BY ELIZA P. DONNER HOUGHTON

[Illustration: Eliza P. Donner Houghton]
PREFACE
Out of the sunshine and shadows of sixty-eight years come these
personal recollections of California--of the period when American
civilization first crossed its mountain heights and entered its overland
gateways.
I seem to hear the tread of many feet, the lowing of many herds, and
know they are the re-echoing sounds of the sturdy pioneer
home-seekers. Travel-stained and weary, yet triumphant and happy,
most of them reach their various destinations, and their trying
experiences and valorous deeds are quietly interwoven with the general
history of the State.
Not so, however, the "Donner Party," of which my father was captain.
Like fated trains of other epochs whose privations, sufferings, and
self-sacrifices have added renown to colonization movements and
served as danger signals to later wayfarers, that party began its journey
with song of hope, and within the first milestone of the promised land
ended it with a prayer for help. "Help for the helpless in the storms of
the Sierra Nevada Mountains!"
And I, a child then, scarcely four years of age, was too young to do
more than watch and suffer with other children the lesser privations of
our snow-beleaguered camp; and with them survive, because the
fathers and mothers hungered in order that the children might live.
Scenes of loving care and tenderness were emblazoned on my mind.
Scenes of anguish, pain, and dire distress were branded on my brain
during days, weeks, and months of famine,--famine which reduced the
party from eighty-one souls to forty-five survivors, before the heroic
relief men from the settlements could accomplish their mission of
humanity.
Who better than survivors knew the heart-rending circumstances of life
and death in those mountain camps?
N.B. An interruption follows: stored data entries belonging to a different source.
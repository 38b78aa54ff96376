//! # CLI Module
//!
//! Command-line front end of the generator, available as the `asyncapi-wsgen`
//! binary.
//!
//! ```bash
//! asyncapi-wsgen asyncapi.yaml --output gpio-client
//! ```
//!
//! Arguments:
//! - `<SPEC>` - Path to the AsyncAPI specification (required)
//! - `-o, --output <DIR>` - Output directory (default: `generated-client`)
//! - `--runtime-path <DIR>` - Use a local checkout of the runtime crate
//! - `--version` - Print the generator version
//!
//! Exit code 0 on success, 1 on any failure. Logging is configured through
//! the `WSGEN_LOG_*` variables described in [`crate::logging`].
//!
//! ## Usage from Code
//!
//! ```rust,no_run
//! use asyncapi_wsgen::cli::{run_cli, Cli};
//! use clap::Parser;
//!
//! # fn main() -> anyhow::Result<()> {
//! let cli = Cli::parse();
//! run_cli(&cli)?;
//! # Ok(())
//! # }
//! ```

mod commands;
#[cfg(test)]
mod tests;

pub use commands::{run_cli, run_from_args, Cli};
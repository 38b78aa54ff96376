//! Error and diagnostic types shared by the loader, the generator and the runtime.

use std::fmt;
use std::path::PathBuf;

use crate::ids::ConnectionId;

/// Fatal failure while loading a specification document.
#[derive(Debug, Clone, PartialEq, Eq)]
pub enum SpecError {
    /// The path does not point at an existing file.
    NotFound {
        /// Path as given by the caller
        path: PathBuf,
    },
    /// The file exists but its contents are not a usable specification.
    InvalidFormat {
        /// Path as given by the caller
        path: PathBuf,
        /// Parser message or structural complaint
        reason: String,
    },
}

impl fmt::Display for SpecError {
    fn fmt(&self, f: &mut fmt::Formatter<'_>) -> fmt::Result {
        match self {
            SpecError::NotFound { path } => {
                write!(f, "specification file '{}' not found", path.display())
            }
            SpecError::InvalidFormat { path, reason } => {
                write!(
                    f,
                    "invalid specification format in '{}': {}",
                    path.display(),
                    reason
                )
            }
        }
    }
}

impl std::error::Error for SpecError {}

/// Non-fatal finding recorded while loading a specification.
#[derive(Debug, Clone, PartialEq, Eq)]
pub enum SpecWarning {
    /// The declared `asyncapi` version is not a 3.x version (or is missing).
    UnsupportedVersion {
        /// The declared version, if any
        found: Option<String>,
    },
}

impl fmt::Display for SpecWarning {
    fn fmt(&self, f: &mut fmt::Formatter<'_>) -> fmt::Result {
        match self {
            SpecWarning::UnsupportedVersion { found: Some(version) } => write!(
                f,
                "generator targets AsyncAPI 3.x, found version {version}"
            ),
            SpecWarning::UnsupportedVersion { found: None } => {
                write!(f, "generator targets AsyncAPI 3.x, no version declared")
            }
        }
    }
}

/// A schema reference that could not be turned into a concrete type.
///
/// Recorded during model building; the affected type degrades to
/// `serde_json::Value` and generation continues.
#[derive(Debug, Clone, PartialEq, Eq)]
pub struct ResolutionFailure {
    /// Where the reference was found, e.g. `schemas.Device.properties.owner`
    pub location: String,
    /// The referenced schema name
    pub reference: String,
    /// What went wrong
    pub kind: ResolutionFailureKind,
}

/// Why a reference could not be resolved.
#[derive(Debug, Clone, Copy, PartialEq, Eq)]
pub enum ResolutionFailureKind {
    /// No schema with that name exists
    Missing,
    /// The reference chain loops back on itself without passing through a record
    Cycle,
}

impl fmt::Display for ResolutionFailure {
    fn fmt(&self, f: &mut fmt::Formatter<'_>) -> fmt::Result {
        let what = match self.kind {
            ResolutionFailureKind::Missing => "unknown schema",
            ResolutionFailureKind::Cycle => "cyclic reference to schema",
        };
        write!(
            f,
            "{} '{}' at {}; using serde_json::Value",
            what, self.reference, self.location
        )
    }
}

impl std::error::Error for ResolutionFailure {}

/// Failure observed by a running client.
///
/// None of these stop the client. Transport failures are handed to the
/// registered error handlers; the rest are logged where they happen.
#[derive(Debug, Clone, PartialEq, Eq)]
pub enum ClientError {
    /// Handshake failed or the transport broke while reading
    ConnectionFailure {
        /// Client that observed the failure, as carried on its log lines
        connection_id: ConnectionId,
        /// Endpoint the client was talking to
        url: String,
        /// Transport error text
        reason: String,
    },
    /// An outbound frame could not be serialized or written
    SendFailure {
        /// Serializer or transport error text
        reason: String,
    },
    /// An inbound frame was not valid JSON text
    DecodeFailure {
        /// Decoder error text
        reason: String,
    },
    /// A message handler returned an error or panicked
    HandlerFailure {
        /// Discriminator of the message being handled
        message_type: String,
        /// Error or panic text
        reason: String,
    },
    /// An operation needed an open connection
    NotConnected,
}

impl fmt::Display for ClientError {
    fn fmt(&self, f: &mut fmt::Formatter<'_>) -> fmt::Result {
        match self {
            ClientError::ConnectionFailure { url, reason, .. } => {
                write!(f, "connection to {url} failed: {reason}")
            }
            ClientError::SendFailure { reason } => write!(f, "failed to send message: {reason}"),
            ClientError::DecodeFailure { reason } => {
                write!(f, "failed to decode message: {reason}")
            }
            ClientError::HandlerFailure {
                message_type,
                reason,
            } => write!(f, "handler for '{message_type}' failed: {reason}"),
            ClientError::NotConnected => write!(f, "not connected to server"),
        }
    }
}

impl std::error::Error for ClientError {}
Yet who can wonder that tenderest
recollections and keenest heartaches silenced their quivering lips for
many years; and left opportunities for false and sensational details to be
spread by morbid collectors of food for excitable brains, and for
prolific historians who too readily accepted exaggerated and
unauthentic versions as true statements?
Who can wonder at my indignation and grief in little girlhood, when I

was told of acts of brutality, inhumanity, and cannibalism, attributed to
those starved parents, who in life had shared their last morsels of food
with helpless companions?
Who can wonder that I then resolved that, "When I grow to be a
woman I shall tell the story of my party so clearly that no one can
doubt its truth"? Who can doubt that my resolve has been ever kept
fresh in mind, by eager research for verification and by diligent
communication with older survivors, and rescuers sent to our relief,
who answered my many questions and cleared my obscure points?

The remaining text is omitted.